> **Exercise**
Reproduce each record exactly, leaving out no line.

> **Data section**

——

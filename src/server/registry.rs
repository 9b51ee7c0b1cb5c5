// =============================================================================
// Subscription Registry - who gets what
// =============================================================================
//
// Server-side source of truth mapping each session to its (symbol,
// timeframes) subscriptions, with a reverse index from symbol to interested
// sessions for O(1) amortized routing lookups. Both maps are kept consistent
// under a single readers-writer lock on every mutation; no I/O happens here.
// =============================================================================

use std::collections::{BTreeSet, HashMap, HashSet};

use parking_lot::RwLock;
use serde::Serialize;

use crate::feed::FeedEvent;
use crate::types::Timeframe;

#[derive(Default)]
struct RegistryInner {
    /// session -> symbol -> subscribed timeframes
    by_session: HashMap<String, HashMap<String, BTreeSet<Timeframe>>>,
    /// symbol -> sessions interested in it
    by_symbol: HashMap<String, HashSet<String>>,
}

/// One session's subscriptions, as reported by the status endpoint.
#[derive(Debug, Clone, Serialize)]
pub struct SessionSubscriptions {
    pub session_id: String,
    pub subscriptions: Vec<SymbolSubscription>,
}

#[derive(Debug, Clone, Serialize)]
pub struct SymbolSubscription {
    pub symbol: String,
    pub timeframes: Vec<Timeframe>,
}

pub struct SubscriptionRegistry {
    inner: RwLock<RegistryInner>,
}

impl SubscriptionRegistry {
    pub fn new() -> Self {
        Self {
            inner: RwLock::new(RegistryInner::default()),
        }
    }

    /// Register (or replace) the subscription for `session_id` + `symbol`.
    /// Subscribing again with a new timeframe set replaces, never duplicates.
    pub fn subscribe(&self, session_id: &str, symbol: &str, timeframes: BTreeSet<Timeframe>) {
        let mut inner = self.inner.write();

        inner
            .by_session
            .entry(session_id.to_string())
            .or_default()
            .insert(symbol.to_string(), timeframes);

        inner
            .by_symbol
            .entry(symbol.to_string())
            .or_default()
            .insert(session_id.to_string());
    }

    /// Remove the subscription for `session_id` + `symbol`.
    /// Returns whether a subscription existed.
    pub fn unsubscribe(&self, session_id: &str, symbol: &str) -> bool {
        let mut inner = self.inner.write();

        let existed = inner
            .by_session
            .get_mut(session_id)
            .map(|subs| subs.remove(symbol).is_some())
            .unwrap_or(false);

        if existed {
            if let Some(sessions) = inner.by_symbol.get_mut(symbol) {
                sessions.remove(session_id);
                if sessions.is_empty() {
                    inner.by_symbol.remove(symbol);
                }
            }
        }

        existed
    }

    /// Remove every subscription for a disconnecting session.
    /// Returns the number of subscriptions removed.
    pub fn unsubscribe_all(&self, session_id: &str) -> usize {
        let mut inner = self.inner.write();

        let Some(subs) = inner.by_session.remove(session_id) else {
            return 0;
        };

        for symbol in subs.keys() {
            if let Some(sessions) = inner.by_symbol.get_mut(symbol) {
                sessions.remove(session_id);
                if sessions.is_empty() {
                    inner.by_symbol.remove(symbol);
                }
            }
        }

        subs.len()
    }

    /// Sessions that should receive `event`. For kline events the session's
    /// subscribed timeframe set must also contain the event's interval.
    pub fn routing_targets(&self, event: &FeedEvent) -> Vec<String> {
        let inner = self.inner.read();

        let Some(sessions) = inner.by_symbol.get(event.symbol()) else {
            return Vec::new();
        };

        match event {
            FeedEvent::Kline {
                symbol, interval, ..
            } => sessions
                .iter()
                .filter(|sid| {
                    inner
                        .by_session
                        .get(*sid)
                        .and_then(|subs| subs.get(symbol))
                        .is_some_and(|tfs| tfs.contains(interval))
                })
                .cloned()
                .collect(),
            _ => sessions.iter().cloned().collect(),
        }
    }

    /// Number of subscriptions held by one session.
    pub fn subscription_count(&self, session_id: &str) -> usize {
        self.inner
            .read()
            .by_session
            .get(session_id)
            .map_or(0, HashMap::len)
    }

    /// Total subscriptions across all sessions.
    pub fn total_subscriptions(&self) -> usize {
        self.inner.read().by_session.values().map(HashMap::len).sum()
    }

    pub fn session_count(&self) -> usize {
        self.inner.read().by_session.len()
    }

    /// Full subscription listing for the status endpoint, sorted for
    /// deterministic output.
    pub fn summary(&self) -> Vec<SessionSubscriptions> {
        let inner = self.inner.read();

        let mut sessions: Vec<SessionSubscriptions> = inner
            .by_session
            .iter()
            .map(|(sid, subs)| {
                let mut subscriptions: Vec<SymbolSubscription> = subs
                    .iter()
                    .map(|(symbol, tfs)| SymbolSubscription {
                        symbol: symbol.clone(),
                        timeframes: tfs.iter().copied().collect(),
                    })
                    .collect();
                subscriptions.sort_by(|a, b| a.symbol.cmp(&b.symbol));
                SessionSubscriptions {
                    session_id: sid.clone(),
                    subscriptions,
                }
            })
            .collect();
        sessions.sort_by(|a, b| a.session_id.cmp(&b.session_id));
        sessions
    }
}

impl Default for SubscriptionRegistry {
    fn default() -> Self {
        Self::new()
    }
}

// =============================================================================
// Tests
// =============================================================================
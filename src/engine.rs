//! Forecast engine over a loaded posterior
//!
//! Holds the posterior once and runs forecasts, conditional forecasts and
//! decompositions against it with whatever configuration each call needs.

use crate::decomposition::{decompose_with, DecompositionConfig, DecompositionTable};
use crate::error::Result;
use crate::forecast::{
    conditional_forecast_with, unconditional_forecast_with, ConditionalConfig, ConditionalForecast, ConstraintSpec,
    ForecastConfig, UnconditionalForecast,
};
use crate::model::{load_posterior, Posterior};
use crate::runner::{DrawObserver, RunControl};
use std::path::Path;

/// Pre-loaded posterior plus the run hooks shared by every call
///
/// # Example
/// ```ignore
/// let engine = ForecastEngine::load("posterior.json")?;
/// let fc = engine.unconditional(&ForecastConfig { horizon: 8, ..Default::default() })?;
/// let spec = ConstraintSpec::new(8, engine.posterior().k()).with_target(0, 1, 5.0)?;
/// let cond = engine.conditional(&fc, &spec, &ConditionalConfig::default())?;
/// ```
pub struct ForecastEngine<'a> {
    posterior: Posterior,
    control: RunControl<'a>,
}

impl<'a> ForecastEngine<'a> {
    pub fn new(posterior: Posterior) -> Self {
        Self {
            posterior,
            control: RunControl::default(),
        }
    }

    /// Load a posterior file; unstable draws are kept unless [`Self::stable_only`] is called
    pub fn load<P: AsRef<Path>>(path: P) -> Result<Self> {
        Ok(Self::new(load_posterior(path)?))
    }

    /// Drop draws the estimator flagged as unstable
    pub fn stable_only(mut self) -> Self {
        self.posterior.retain_stable();
        self
    }

    pub fn with_control(mut self, control: RunControl<'a>) -> Self {
        self.control = control;
        self
    }

    pub fn with_observer(mut self, observer: &'a dyn DrawObserver) -> Self {
        self.control = self.control.with_observer(observer);
        self
    }

    pub fn unconditional(&self, config: &ForecastConfig) -> Result<UnconditionalForecast> {
        unconditional_forecast_with(&self.posterior, config, &self.control)
    }

    pub fn conditional(
        &self,
        unconditional: &UnconditionalForecast,
        constraints: &ConstraintSpec,
        config: &ConditionalConfig,
    ) -> Result<ConditionalForecast> {
        conditional_forecast_with(&self.posterior, unconditional, constraints, config, &self.control)
    }

    pub fn decompose(&self, config: &DecompositionConfig) -> Result<DecompositionTable> {
        decompose_with(&self.posterior, config, &self.control)
    }

    pub fn posterior(&self) -> &Posterior {
        &self.posterior
    }
}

——

> **Answer space**
filename src/server/registry.rs
repository 9b51ee7c0b1cb5c5
// =============================================================================
// Subscription Registry - who gets what
// =============================================================================
//
// Server-side source of truth mapping each session to its (symbol,
// timeframes) subscriptions, with a reverse index from symbol to interested
// sessions for O(1) amortized routing lookups. Both maps are kept consistent
// under a single readers-writer lock on every mutation; no I/O happens here.
// =============================================================================

use std::collections::{BTreeSet, HashMap, HashSet};

use parking_lot::RwLock;
use serde::Serialize;

use crate::feed::FeedEvent;
use crate::types::Timeframe;

#[derive(Default)]
struct RegistryInner {
    /// session -> symbol -> subscribed timeframes
    by_session: HashMap<String, HashMap<String, BTreeSet<Timeframe>>>,
    /// symbol -> sessions interested in it
    by_symbol: HashMap<String, HashSet<String>>,
}

/// One session's subscriptions, as reported by the status endpoint.
#[derive(Debug, Clone, Serialize)]
pub struct SessionSubscriptions {
    pub session_id: String,
    pub subscriptions: Vec<SymbolSubscription>,
}

#[derive(Debug, Clone, Serialize)]
pub struct SymbolSubscription {
    pub symbol: String,
    pub timeframes: Vec<Timeframe>,
}

pub struct SubscriptionRegistry {
    inner: RwLock<RegistryInner>,
}

impl SubscriptionRegistry {
    pub fn new() -> Self {
        Self {
            inner: RwLock::new(RegistryInner::default()),
        }
    }

    /// Register (or replace) the subscription for `session_id` + `symbol`.
    /// Subscribing again with a new timeframe set replaces, never duplicates.
    pub fn subscribe(&self, session_id: &str, symbol: &str, timeframes: BTreeSet<Timeframe>) {
        let mut inner = self.inner.write();

        inner
            .by_session
            .entry(session_id.to_string())
            .or_default()
            .insert(symbol.to_string(), timeframes);

        inner
            .by_symbol
            .entry(symbol.to_string())
            .or_default()
            .insert(session_id.to_string());
    }

    /// Remove the subscription for `session_id` + `symbol`.
    /// Returns whether a subscription existed.
    pub fn unsubscribe(&self, session_id: &str, symbol: &str) -> bool {
        let mut inner = self.inner.write();

        let existed = inner
            .by_session
            .get_mut(session_id)
            .map(|subs| subs.remove(symbol).is_some())
            .unwrap_or(false);

        if existed {
            if let Some(sessions) = inner.by_symbol.get_mut(symbol) {
                sessions.remove(session_id);
                if sessions.is_empty() {
                    inner.by_symbol.remove(symbol);
                }
            }
        }

        existed
    }

    /// Remove every subscription for a disconnecting session.
    /// Returns the number of subscriptions removed.
    pub fn unsubscribe_all(&self, session_id: &str) -> usize {
        let mut inner = self.inner.write();

        let Some(subs) = inner.by_session.remove(session_id) else {
            return 0;
        };

        for symbol in subs.keys() {
            if let Some(sessions) = inner.by_symbol.get_mut(symbol) {
                sessions.remove(session_id);
                if sessions.is_empty() {
                    inner.by_symbol.remove(symbol);
                }
            }
        }

        subs.len()
    }

    /// Sessions that should receive `event`. For kline events the session's
    /// subscribed timeframe set must also contain the event's interval.
    pub fn routing_targets(&self, event: &FeedEvent) -> Vec<String> {
        let inner = self.inner.read();

        let Some(sessions) = inner.by_symbol.get(event.symbol()) else {
            return Vec::new();
        };

        match event {
            FeedEvent::Kline {
                symbol, interval, ..
            } => sessions
                .iter()
                .filter(|sid| {
                    inner
                        .by_session
                        .get(*sid)
                        .and_then(|subs| subs.get(symbol))
                        .is_some_and(|tfs| tfs.contains(interval))
                })
                .cloned()
                .collect(),
            _ => sessions.iter().cloned().collect(),
        }
    }

    /// Number of subscriptions held by one session.
    pub fn subscription_count(&self, session_id: &str) -> usize {
        self.inner
            .read()
            .by_session
            .get(session_id)
            .map_or(0, HashMap::len)
    }

    /// Total subscriptions across all sessions.
    pub fn total_subscriptions(&self) -> usize {
        self.inner.read().by_session.values().map(HashMap::len).sum()
    }

    pub fn session_count(&self) -> usize {
        self.inner.read().by_session.len()
    }

    /// Full subscription listing for the status endpoint, sorted for
    /// deterministic output.
    pub fn summary(&self) -> Vec<SessionSubscriptions> {
        let inner = self.inner.read();

        let mut sessions: Vec<SessionSubscriptions> = inner
            .by_session
            .iter()
            .map(|(sid, subs)| {
                let mut subscriptions: Vec<SymbolSubscription> = subs
                    .iter()
                    .map(|(symbol, tfs)| SymbolSubscription {
                        symbol: symbol.clone(),
                        timeframes: tfs.iter().copied().collect(),
                    })
                    .collect();
                subscriptions.sort_by(|a, b| a.symbol.cmp(&b.symbol));
                SessionSubscriptions {
                    session_id: sid.clone(),
                    subscriptions,
                }
            })
            .collect();
        sessions.sort_by(|a, b| a.session_id.cmp(&b.session_id));
        sessions
    }
}

impl Default for SubscriptionRegistry {
    fn default() -> Self {
        Self::new()
    }
}

// =============================================================================
// Tests
// =============================================================================
filename src/engine.rs
//! Forecast engine over a loaded posterior
//!
//! Holds the posterior once and runs forecasts, conditional forecasts and
//! decompositions against it with whatever configuration each call needs.

use crate::decomposition::{decompose_with, DecompositionConfig, DecompositionTable};
use crate::error::Result;
use crate::forecast::{
    conditional_forecast_with, unconditional_forecast_with, ConditionalConfig, ConditionalForecast, ConstraintSpec,
    ForecastConfig, UnconditionalForecast,
};
use crate::model::{load_posterior, Posterior};
use crate::runner::{DrawObserver, RunControl};
use std::path::Path;

/// Pre-loaded posterior plus the run hooks shared by every call
///
/// # Example
/// ```ignore
/// let engine = ForecastEngine::load("posterior.json")?;
/// let fc = engine.unconditional(&ForecastConfig { horizon: 8, ..Default::default() })?;
/// let spec = ConstraintSpec::new(8, engine.posterior().k()).with_target(0, 1, 5.0)?;
/// let cond = engine.conditional(&fc, &spec, &ConditionalConfig::default())?;
/// ```
pub struct ForecastEngine<'a> {
    posterior: Posterior,
    control: RunControl<'a>,
}

impl<'a> ForecastEngine<'a> {
    pub fn new(posterior: Posterior) -> Self {
        Self {
            posterior,
            control: RunControl::default(),
        }
    }

    /// Load a posterior file; unstable draws are kept unless [`Self::stable_only`] is called
    pub fn load<P: AsRef<Path>>(path: P) -> Result<Self> {
        Ok(Self::new(load_posterior(path)?))
    }

    /// Drop draws the estimator flagged as unstable
    pub fn stable_only(mut self) -> Self {
        self.posterior.retain_stable();
        self
    }

    pub fn with_control(mut self, control: RunControl<'a>) -> Self {
        self.control = control;
        self
    }

    pub fn with_observer(mut self, observer: &'a dyn DrawObserver) -> Self {
        self.control = self.control.with_observer(observer);
        self
    }

    pub fn unconditional(&self, config: &ForecastConfig) -> Result<UnconditionalForecast> {
        unconditional_forecast_with(&self.posterior, config, &self.control)
    }

    pub fn conditional(
        &self,
        unconditional: &UnconditionalForecast,
        constraints: &ConstraintSpec,
        config: &ConditionalConfig,
    ) -> Result<ConditionalForecast> {
        conditional_forecast_with(&self.posterior, unconditional, constraints, config, &self.control)
    }

    pub fn decompose(&self, config: &DecompositionConfig) -> Result<DecompositionTable> {
        decompose_with(&self.posterior, config, &self.control)
    }

    pub fn posterior(&self) -> &Posterior {
        &self.posterior
    }
}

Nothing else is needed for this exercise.